# Aggregation in MongoDB

- `$match`: Filters documents to pass only documents that match the specified condition(s) to the next pipeline stage
- `$group`: Groups Documents by specified identifier expression and applies the accumulator expression(s) to each group
- `$project`: Passes along the document with the requested fields to the next stage of pipeline. It can also add new fields
- `$sort`: Sorts to document
-`$limit`: Limits the number of documents passed to the next stage
- `$unwind`: Deconstructs an array fields from the inputs documents to output a document for each element
- `$sum`, `$avg`, `$max`, `$min` (and other accumulator operators): They are just accumulator functions used to perform calculations
- `$lookup`: Peforms left outer join to another collection in the same database to filter in documents from the "joined" collection for processing


In [1]:

from pymongo.mongo_client import MongoClient
from pymongo.server_api import ServerApi

uri = "mongodb+srv://152003harsh:9903018224@cluster0.sje4wcv.mongodb.net/?retryWrites=true&w=majority"

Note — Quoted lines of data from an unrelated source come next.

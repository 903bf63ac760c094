//! Stencil Run - plans and executes the script blocks of one template
//!
//! Reads the blocks an extractor produced (a JSON array of `TemplateBlock`),
//! prints the phase plan, runs it, and prints each block's rendered text.
//!
//! Usage: `stencil-run <blocks.json> [--registry FILE] [--max-concurrency N]
//! [--timeout-ms MS] [--fail-fast] [--sequential] [--plan-only] [--json]`

use std::fs;
use std::path::{Path, PathBuf};
use std::process;
use std::sync::Arc;
use std::time::Duration;

use anyhow::{Context, Result};
use clap::Parser;
use serde_json::json;
use stencil_foundation::{CancellationToken, FunctionRegistry, NoHost, StaticRegistry};
use stencil_schedule::{
    BlockOutcome, ExecutionPlan, ExecutorConfig, RenderOutput, TemplateBlock, TemplateRenderer,
};
use stencil_script::{EngineConfig, ScriptEngine};
use tokio::signal;
use tracing::{error, info, warn};
use tracing_subscriber::{layer::SubscriberExt, util::SubscriberInitExt};

#[derive(Parser, Debug)]
#[command(name = "stencil-run")]
#[command(about = "Plan and run the script blocks of a template")]
struct Cli {
    /// JSON file holding an array of template blocks
    blocks: PathBuf,

    /// JSON object of host function flags, e.g. `{ "system.prompt": { "barrier": true } }`
    #[arg(long)]
    registry: Option<PathBuf>,

    /// JSON file of engine settings (loop cap, call depth, cache size)
    #[arg(long)]
    engine_config: Option<PathBuf>,

    /// Blocks allowed to run at once (default: available parallelism)
    #[arg(long, env = "STENCIL_MAX_CONCURRENCY")]
    max_concurrency: Option<usize>,

    /// Per-block timeout in milliseconds
    #[arg(long)]
    timeout_ms: Option<u64>,

    /// Skip remaining phases after the first failed block
    #[arg(long)]
    fail_fast: bool,

    /// Run one block at a time
    #[arg(long, conflicts_with = "max_concurrency")]
    sequential: bool,

    /// Evaluate interpolations on the tree-walking interpreter only
    #[arg(long)]
    no_bytecode: bool,

    /// Print the plan and exit without running anything
    #[arg(long)]
    plan_only: bool,

    /// Emit machine-readable JSON instead of text
    #[arg(long)]
    json: bool,
}

#[tokio::main]
async fn main() {
    tracing_subscriber::registry()
        .with(
            tracing_subscriber::EnvFilter::try_from_default_env()
                .unwrap_or_else(|_| "stencil_run=info,stencil_schedule=info".into()),
        )
        .with(tracing_subscriber::fmt::layer().with_writer(std::io::stderr))
        .init();

    let cli = Cli::parse();

    if let Err(e) = run(cli).await {
        error!("{:#}", e);
        process::exit(1);
    }
}

async fn run(cli: Cli) -> Result<()> {
    let blocks: Vec<TemplateBlock> = read_json(&cli.blocks)?;
    info!("Loaded {} blocks from {}", blocks.len(), cli.blocks.display());

    let registry: StaticRegistry = match &cli.registry {
        Some(path) => read_json(path)?,
        None => StaticRegistry::new(),
    };
    let registry: Arc<dyn FunctionRegistry> = Arc::new(registry);

    let mut engine_config: EngineConfig = match &cli.engine_config {
        Some(path) => read_json(path)?,
        None => EngineConfig::default(),
    };
    if cli.no_bytecode {
        engine_config = engine_config.with_bytecode(false);
    }

    let executor_config = executor_config(&cli);
    let engine = Arc::new(ScriptEngine::with_config(Arc::new(NoHost), engine_config));
    let renderer = TemplateRenderer::new(engine, registry, executor_config)
        .context("invalid executor settings")?;

    if cli.plan_only {
        let plan = renderer.plan(&blocks);
        if cli.json {
            println!("{}", serde_json::to_string_pretty(&plan)?);
        } else {
            print_plan(&plan);
        }
        return Ok(());
    }

    let cancel = CancellationToken::new();
    let on_signal = cancel.clone();
    tokio::spawn(async move {
        if signal::ctrl_c().await.is_ok() {
            warn!("Interrupted, cancelling remaining blocks");
            on_signal.cancel_with_reason("interrupted");
        }
    });

    let output = renderer.render(&blocks, &cancel).await;

    if cli.json {
        println!("{}", serde_json::to_string_pretty(&output_json(&output))?);
    } else {
        print_plan(&output.plan);
        print_results(&output);
    }

    let summary = output.report.summary();
    if summary.failed + summary.timed_out > 0 {
        process::exit(2);
    }
    Ok(())
}

fn executor_config(cli: &Cli) -> ExecutorConfig {
    let mut config = ExecutorConfig::default().with_fail_fast(cli.fail_fast);
    if cli.sequential {
        config = config.with_max_concurrency(1);
    } else if let Some(max) = cli.max_concurrency {
        config = config.with_max_concurrency(max);
    }
    if let Some(ms) = cli.timeout_ms {
        config = config.with_block_timeout(Duration::from_millis(ms));
    }
    config
}

fn read_json<T: serde::de::DeserializeOwned>(path: &Path) -> Result<T> {
    let text =
        fs::read_to_string(path).with_context(|| format!("reading {}", path.display()))?;
    serde_json::from_str(&text).with_context(|| format!("parsing {}", path.display()))
}

fn print_plan(plan: &ExecutionPlan) {
    println!("Plan: {plan}");
    for phase in &plan.phases {
        let ids: Vec<String> = phase.block_ids().map(|id| id.to_string()).collect();
        let mode = if phase.can_parallelize() {
            "parallel"
        } else if phase.has_barrier() {
            "barrier"
        } else {
            "sequential"
        };
        println!("  phase {} [{mode}]: {}", phase.index, ids.join(", "));
    }
}

fn print_results(output: &RenderOutput) {
    println!("Results ({:.1?}):", output.report.elapsed);
    for (id, outcome) in &output.report.results {
        match outcome.render() {
            Some(text) => println!("  block {id} [{}]: {text:?}", outcome.label()),
            None => println!("  block {id} [{}]", outcome.label()),
        }
    }
    println!("tR: {:?}", output.accumulator);
}

fn output_json(output: &RenderOutput) -> serde_json::Value {
    let results: serde_json::Map<String, serde_json::Value> = output
        .report
        .results
        .iter()
        .map(|(id, outcome)| {
            let mut entry = json!({ "status": outcome.label() });
            if let Some(text) = outcome.render() {
                entry["text"] = json!(text);
            }
            if let BlockOutcome::Failure(err) = outcome {
                entry["error"] = json!(err.to_string());
            }
            (id.to_string(), entry)
        })
        .collect();

    json!({
        "plan": output.plan,
        "summary": output.report.summary(),
        "elapsed_ms": output.report.elapsed.as_millis() as u64,
        "results": results,
        "accumulator": output.accumulator,
    })
}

# Create a new client and connect to the server
client = MongoClient(uri)

# Send a ping to confirm a successful connection
try:
    client.admin.command('ping')
    print("Pinged your deployment. You successfully connected to MongoDB!")
except Exception as e:
    print(e)
    

Pinged your deployment. You successfully connected to MongoDB!


In [3]:
databases = client.list_database_names()
print("Databases: ", databases)
db = client['sample_analytics']
collections = db.list_collection_names()
print("Collections: ",collections)
collection = db['accounts']

Databases:  ['metadata', 'sample_airbnb', 'sample_analytics', 'sample_geospatial', 'sample_guides', 'sample_mflix', 'sample_restaurants', 'sample_supplies', 'sample_training', 'sample_weatherdata', 'admin', 'local']
Collections:  ['accounts', 'customers', 'transactions']


In [4]:
pipeline = [   # Just simple logic, creating a pipeline
    {"$match":{'products': ['Commodity', 'InvestmentStock']}} #and then matching the documents who have the same products as mentioned
]
result = list(collection.aggregate(pipeline)) # collecting them then pritning them
result[:5]

[{'_id': ObjectId('5ca4bbc7a2dd94ee5816239d'),
  'account_id': 864905,
  'limit': 10000,
  'products': ['Commodity', 'InvestmentStock']},
 {'_id': ObjectId('5ca4bbc7a2dd94ee5816239c'),
  'account_id': 692278,
  'limit': 10000,
  'products': ['Commodity', 'InvestmentStock']},
 {'_id': ObjectId('5ca4bbc7a2dd94ee5816240d'),
  'account_id': 160912,
  'limit': 10000,
  'products': ['Commodity', 'InvestmentStock']},
 {'_id': ObjectId('5ca4bbc7a2dd94ee58162510'),
  'account_id': 177069,
  'limit': 10000,
  'products': ['Commodity', 'InvestmentStock']},
 {'_id': ObjectId('5ca4bbc7a2dd94ee5816243d'),
  'account_id': 175894,
  'limit': 10000,
  'products': ['Commodity', 'InvestmentStock']}]

In [5]:
pipeline = [ #Grouping based on account_id, and then calculating the number of records
    {"$group": {"_id": "account_id","total_records": {"$sum":1}}}
]
result = list(collection.aggregate(pipeline))
result[-5:] #printing last five of list


[{'_id': 'account_id', 'total_records': 1760}]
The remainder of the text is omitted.